But do not fear: we can recover. At the cost of an assumption about the tails of \(R\). (We’re also going to assume that \(h\) is bounded because it makes things ever so slightly easier, although unbounded \(h\) is ok^{18} as long as it doesn’t grow too quickly relative to \(r\).)

We are going to make the assumption that \(R - T \mid R\geq T\) is in the domain of attraction of a generalized Pareto distribution with shape parameter \(k\). A sufficient condition, due to von Mises, is that \[
\lim_{r\rightarrow \infty} \frac{r R'(r)}{1-R(r)} = \frac{1}{k}.
\]

This seems like a weird condition, but it’s basically just a regularity condition at infinity.
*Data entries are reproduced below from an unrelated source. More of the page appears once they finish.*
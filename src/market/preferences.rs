use crate::error::AppError;
use futures_util::future::BoxFuture;
use futures_util::FutureExt;
use parking_lot::Mutex;
use sqlx::SqlitePool;
use std::collections::HashMap;
use std::time::{SystemTime, UNIX_EPOCH};
use tracing::warn;

pub const WATCHLIST_KEY: &str = "watchlist";

fn now_unix_ms() -> i64 {
    match SystemTime::now().duration_since(UNIX_EPOCH) {
        Ok(duration) => duration.as_millis().min(i64::MAX as u128) as i64,
        Err(_) => 0,
    }
}

pub trait PreferencesStore: Send + Sync {
    fn get<'a>(&'a self, key: &'a str) -> BoxFuture<'a, Result<Option<String>, AppError>>;
    fn set<'a>(&'a self, key: &'a str, value: String) -> BoxFuture<'a, Result<(), AppError>>;
}

#[derive(Clone)]
pub struct SqlitePreferences {
    pool: SqlitePool,
}

impl SqlitePreferences {
    pub fn new(pool: SqlitePool) -> Self {
        Self { pool }
    }
}

impl PreferencesStore for SqlitePreferences {
    fn get<'a>(&'a self, key: &'a str) -> BoxFuture<'a, Result<Option<String>, AppError>> {
        async move {
            let value = sqlx::query_scalar::<_, String>("SELECT value FROM preferences WHERE key = ?")
                .bind(key)
                .fetch_optional(&self.pool)
                .await?;
            Ok(value)
        }
        .boxed()
    }

    fn set<'a>(&'a self, key: &'a str, value: String) -> BoxFuture<'a, Result<(), AppError>> {
        async move {
            sqlx::query(
                "INSERT INTO preferences (key, value, updated_at_ms) VALUES (?, ?, ?) \
                 ON CONFLICT(key) DO UPDATE SET value=excluded.value, updated_at_ms=excluded.updated_at_ms",
            )
            .bind(key)
            .bind(value)
            .bind(now_unix_ms())
            .execute(&self.pool)
            .await?;
            Ok(())
        }
        .boxed()
    }
}

#[derive(Debug, Default)]
pub struct MemoryPreferences {
    values: Mutex<HashMap<String, String>>,
}

impl PreferencesStore for MemoryPreferences {
    fn get<'a>(&'a self, key: &'a str) -> BoxFuture<'a, Result<Option<String>, AppError>> {
        let value = self.values.lock().get(key).cloned();
        async move { Ok(value) }.boxed()
    }

    fn set<'a>(&'a self, key: &'a str, value: String) -> BoxFuture<'a, Result<(), AppError>> {
        self.values.lock().insert(key.to_string(), value);
        async move { Ok(()) }.boxed()
    }
}

pub struct Watchlist<P> {
    store: P,
    write_lock: tokio::sync::Mutex<()>,
}

impl<P: PreferencesStore> Watchlist<P> {
    pub fn new(store: P) -> Self {
        Self {
            store,
            write_lock: tokio::sync::Mutex::new(()),
        }
    }

    pub async fn ids(&self) -> Result<Vec<String>, AppError> {
        let Some(raw) = self.store.get(WATCHLIST_KEY).await? else {
            return Ok(Vec::new());
        };

        let mut bytes = raw.into_bytes();
        match simd_json::serde::from_slice::<Vec<String>>(&mut bytes) {
            Ok(ids) => Ok(dedup_preserving_order(ids)),
            Err(error) => {
                warn!(%error, "stored watchlist is not a JSON id list, treating it as empty");
                Ok(Vec::new())
            }
        }
    }

    pub async fn contains(&self, id: &str) -> Result<bool, AppError> {
        Ok(self.ids().await?.iter().any(|entry| entry == id))
    }

    pub async fn add(&self, id: &str) -> Result<Vec<String>, AppError> {
        let _guard = self.write_lock.lock().await;
        let mut ids = self.ids().await?;
        if !ids.iter().any(|entry| entry == id) {
            ids.push(id.to_string());
            self.write(&ids).await?;
        }
        Ok(ids)
    }

    pub async fn remove(&self, id: &str) -> Result<Vec<String>, AppError> {
        let _guard = self.write_lock.lock().await;
        let mut ids = self.ids().await?;
        let before = ids.len();
        ids.retain(|entry| entry != id);
        if ids.len() != before {
            self.write(&ids).await?;
        }
        Ok(ids)
    }

    pub async fn toggle(&self, id: &str) -> Result<bool, AppError> {
        let _guard = self.write_lock.lock().await;
        let mut ids = self.ids().await?;
        let watched = match ids.iter().position(|entry| entry == id) {
            Some(position) => {
                ids.remove(position);
                false
            }
            None => {
                ids.push(id.to_string());
                true
            }
        };
        self.write(&ids).await?;
        Ok(watched)
    }

    pub async fn replace(&self, ids: Vec<String>) -> Result<Vec<String>, AppError> {
        let _guard = self.write_lock.lock().await;
        let ids = dedup_preserving_order(ids);
        self.write(&ids).await?;
        Ok(ids)
    }

    async fn write(&self, ids: &[String]) -> Result<(), AppError> {
        let encoded = simd_json::serde::to_string(&ids)?;
        self.store.set(WATCHLIST_KEY, encoded).await
    }
}

fn dedup_preserving_order(ids: Vec<String>) -> Vec<String> {
    let mut unique: Vec<String> = Vec::with_capacity(ids.len());
    for id in ids {
        if !unique.contains(&id) {
            unique.push(id);
        }
    }
    unique
}

#[cfg(test)]
mod tests {
    use super::*;
    use crate::db::run_migrations;
    use sqlx::sqlite::SqlitePoolOptions;

    async fn memory_pool() -> SqlitePool {
        let pool = SqlitePoolOptions::new()
            .max_connections(1)
            .connect("sqlite::memory:")
            .await
            .expect("in-memory sqlite should initialize");
        run_migrations(&pool)
            .await
            .expect("migrations should apply");
        pool
    }

    #[tokio::test]
    async fn sqlite_preferences_upsert_last_write_wins() {
        let prefs = SqlitePreferences::new(memory_pool().await);

        assert_eq!(prefs.get("theme").await.expect("get"), None);
        prefs.set("theme", "dark".to_string()).await.expect("set");
        prefs.set("theme", "light".to_string()).await.expect("set");

        assert_eq!(
            prefs.get("theme").await.expect("get"),
            Some("light".to_string())
        );
    }

    #[tokio::test]
    async fn toggle_adds_then_removes() {
        let watchlist = Watchlist::new(MemoryPreferences::default());

        assert!(watchlist.toggle("bitcoin").await.expect("toggle"));
        assert!(watchlist.toggle("solana").await.expect("toggle"));
        assert!(watchlist.contains("bitcoin").await.expect("contains"));
        assert!(!watchlist.toggle("bitcoin").await.expect("toggle"));

        assert_eq!(
            watchlist.ids().await.expect("ids"),
            vec!["solana".to_string()]
        );
    }

    #[tokio::test]
    async fn add_and_replace_keep_order_without_duplicates() {
        let watchlist = Watchlist::new(MemoryPreferences::default());

        watchlist.add("eth").await.expect("add");
        watchlist.add("btc").await.expect("add");
        let ids = watchlist.add("eth").await.expect("add");
        assert_eq!(ids, vec!["eth".to_string(), "btc".to_string()]);

        let ids = watchlist
            .replace(vec!["sol".into(), "btc".into(), "sol".into()])
            .await
            .expect("replace");
        assert_eq!(ids, vec!["sol".to_string(), "btc".to_string()]);

        let ids = watchlist.remove("sol").await.expect("remove");
        assert_eq!(ids, vec!["btc".to_string()]);
    }

    #[tokio::test]
    async fn corrupt_value_reads_as_empty() {
        let prefs = MemoryPreferences::default();
        prefs
            .set(WATCHLIST_KEY, "{not json".to_string())
            .await
            .expect("set");
        let watchlist = Watchlist::new(prefs);

        assert!(watchlist.ids().await.expect("ids").is_empty());
        assert!(watchlist.toggle("bitcoin").await.expect("toggle"));
        assert_eq!(
            watchlist.ids().await.expect("ids"),
            vec!["bitcoin".to_string()]
        );
    }

    #[tokio::test]
    async fn watchlist_persists_through_sqlite() {
        let pool = memory_pool().await;
        Watchlist::new(SqlitePreferences::new(pool.clone()))
            .add("bitcoin")
            .await
            .expect("add");

        let reopened = Watchlist::new(SqlitePreferences::new(pool));
        assert_eq!(
            reopened.ids().await.expect("ids"),
            vec!["bitcoin".to_string()]
        );
    }
}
For example if \(1-R(r)\) is regularly varying at infinity^{19} and \(R'(r)\) is, eventually, monotone^{20} decreasing, then this condition holds.

The von Mises condition is very natural for us as Falk and Marohn (1993) show that the relative error we get when approximating the tail of \(R\) by a generalised Pareto density is the same as the relative error in the von Mises condition. That is if \[
\frac{rR'(r)}{1-R(r)} = \frac{1}{k}(1 + \mathcal{O}(r^{-\alpha}))
\] then \[
R'(r) = c w(cr - d)(1 + \mathcal{O}(r^{-\alpha})),
\] where \(c,d\) are constants and \(w\) is the density of a generalised Pareto distribution.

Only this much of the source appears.